Yeah. It’s nice that he loves you that much. I like that a lot. Yeah.

So you and your husband are running this business together. Tell me, tell me more about the business you’re running.

JODIE:

So basically, we empower families, particularly moms because moms, the gatekeeper of what comes into the home in terms of taking care of the family. We educate people on how to use natural solutions for alternatives to health care. So essential oils is the bulk of what we educate on and how they can use them. Really just to deal with the day to day stuff that families come across like cough and cold and headaches and tummy aches and bruises and scrapes and boo-boos and things like that.

LINDSAY:

Oh, very, very cool. I like that. The natural approach. Is that, again, back to mindset, is the natural mindset something you have always lived your life by?

JODIE:

Ironically, no being a very rational person who kind of, you know, went with the flow. I think I was very much in line with just the modern medicine. You know, the way that our modern medicine industry works. And it was about, well probably about six or seven years ago that my husband got strep throat three times in a year and was on antibiotics each time. And one time was when we were driving through the night to take our kids to Disney world. And he was like, okay, I got to go to the hospital in the States. And they gave him some steroid and said, we don’t even know if you’ve got it, but we’ll give you the steroid cause it’ll, you know, keep it at bay so it doesn’t ruin your holiday. And when we returned to Canada, he got checked out at our local doctor and she’s like, now that you’ve been on so much antibiotics, you’re going to need another round of probiotics, which does sound a little more kind of holistic, you know, based.

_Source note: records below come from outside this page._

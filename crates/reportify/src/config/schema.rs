use serde::{Deserialize, Serialize};

#[derive(Debug, Clone, Serialize, Deserialize)]
pub struct Config {
    pub version: String,
    #[serde(default)]
    pub server: ServerConfig,
    #[serde(default)]
    pub database: DatabaseConfig,
    #[serde(default)]
    pub identity: IdentityConfig,
    #[serde(default)]
    pub uploads: UploadsConfig,
    #[serde(default)]
    pub logging: LoggingConfig,
}

impl Default for Config {
    fn default() -> Self {
        Self {
            version: "1.0".to_string(),
            server: ServerConfig::default(),
            database: DatabaseConfig::default(),
            identity: IdentityConfig::default(),
            uploads: UploadsConfig::default(),
            logging: LoggingConfig::default(),
        }
    }
}

impl Config {
    /// Database URI to open: the configured one, else the default file
    /// under the home directory.
    pub fn database_uri(&self) -> Option<String> {
        self.database.uri.clone().or_else(|| {
            crate::db::default_database_path().map(|p| p.to_string_lossy().into_owned())
        })
    }
}

#[derive(Debug, Clone, Serialize, Deserialize)]
pub struct ServerConfig {
    #[serde(default = "default_host")]
    pub host: String,
    #[serde(default = "default_port")]
    pub port: u16,
    /// Allowed browser origins. Empty allows any origin.
    #[serde(default)]
    pub cors_origins: Vec<String>,
}

fn default_host() -> String {
    "127.0.0.1".to_string()
}

fn default_port() -> u16 {
    8080
}

impl Default for ServerConfig {
    fn default() -> Self {
        Self {
            host: default_host(),
            port: default_port(),
            cors_origins: Vec::new(),
        }
    }
}

#[derive(Debug, Clone, Default, Serialize, Deserialize)]
pub struct DatabaseConfig {
    /// SQLite path or `sqlite://` URI. Falls back to
    /// `~/.reportify/data/reportify.db`.
    #[serde(default)]
    pub uri: Option<String>,
}

#[derive(Debug, Clone, Serialize, Deserialize)]
pub struct IdentityConfig {
    /// Base URL of the Keycloak server, e.g. `https://sso.example.ac.id`.
    #[serde(default)]
    pub keycloak_url: Option<String>,
    #[serde(default)]
    pub realm: String,
    #[serde(default)]
    pub client_id: String,
    #[serde(default)]
    pub client_secret: Option<String>,
    #[serde(default)]
    pub client_secret_file: Option<String>,
    #[serde(default)]
    pub client_secret_env_var: Option<String>,
    /// How long a verified token stays cached.
    #[serde(default = "default_cache_ttl")]
    pub cache_ttl_secs: u64,
    #[serde(default = "default_timeout")]
    pub timeout_secs: u64,
    /// Fixed tokens for local development when no identity server is set.
    #[serde(default)]
    pub dev_tokens: Vec<DevToken>,
}

fn default_cache_ttl() -> u64 {
    60
}

fn default_timeout() -> u64 {
    10
}

impl Default for IdentityConfig {
    fn default() -> Self {
        Self {
            keycloak_url: None,
            realm: String::new(),
            client_id: String::new(),
            client_secret: None,
            client_secret_file: None,
            client_secret_env_var: None,
            cache_ttl_secs: default_cache_ttl(),
            timeout_secs: default_timeout(),
            dev_tokens: Vec::new(),
        }
    }
}

#[derive(Debug, Clone, Serialize, Deserialize)]
pub struct DevToken {
    pub token: String,
    pub email: String,
    #[serde(default)]
    pub nama: String,
    #[serde(default)]
    pub roles: Vec<String>,
}

#[derive(Debug, Clone, Default, Serialize, Deserialize)]
pub struct UploadsConfig {
    /// Endpoint the web client calls to sign direct media uploads.
    #[serde(default)]
    pub signature_endpoint: Option<String>,
}

#[derive(Debug, Clone, Copy, Default, PartialEq, Eq, Serialize, Deserialize)]
#[serde(rename_all = "lowercase")]
pub enum LogFormat {
    #[default]
    Pretty,
    Json,
}

impl std::str::FromStr for LogFormat {
    type Err = String;

    fn from_str(s: &str) -> Result<Self, Self::Err> {
        match s.trim().to_ascii_lowercase().as_str() {
            "pretty" => Ok(LogFormat::Pretty),
            "json" => Ok(LogFormat::Json),
            other => Err(format!("expected 'pretty' or 'json', got '{}'", other)),
        }
    }
}

#[derive(Debug, Clone, Default, Serialize, Deserialize)]
pub struct LoggingConfig {
    #[serde(default)]
    pub format: LogFormat,
    /// `EnvFilter` directive; `RUST_LOG` wins when set.
    #[serde(default)]
    pub filter: Option<String>,
}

And we were like probiotic, you know, this was sort of a foreign thing. And what it alerted us to is one, our doctor, you know, cares about our gut and our health and is more informed maybe of the harm that antibiotics can do. And two things that we take on a regular basis can actually be so harmful as to ruin our gut or our digestive system.

So being a mom with, you know, three kids, the walk in clinic or the hospital at night was a common place to visit. Right? Kids get fever, a gosh, I had a newborn, you know, at the hospital with x-rays and fevers and trying to take a urine sample and all of these archaic things. And yeah, so we were very much reliant on, on sort of modern medicine. But once we had that revelation, I guess as to the harm that really could be coming with the good, not that there’s no good in modern medicine and in maybe there’s a case for antibiotics at times, but just to know then and we need to look at how do we repair the body.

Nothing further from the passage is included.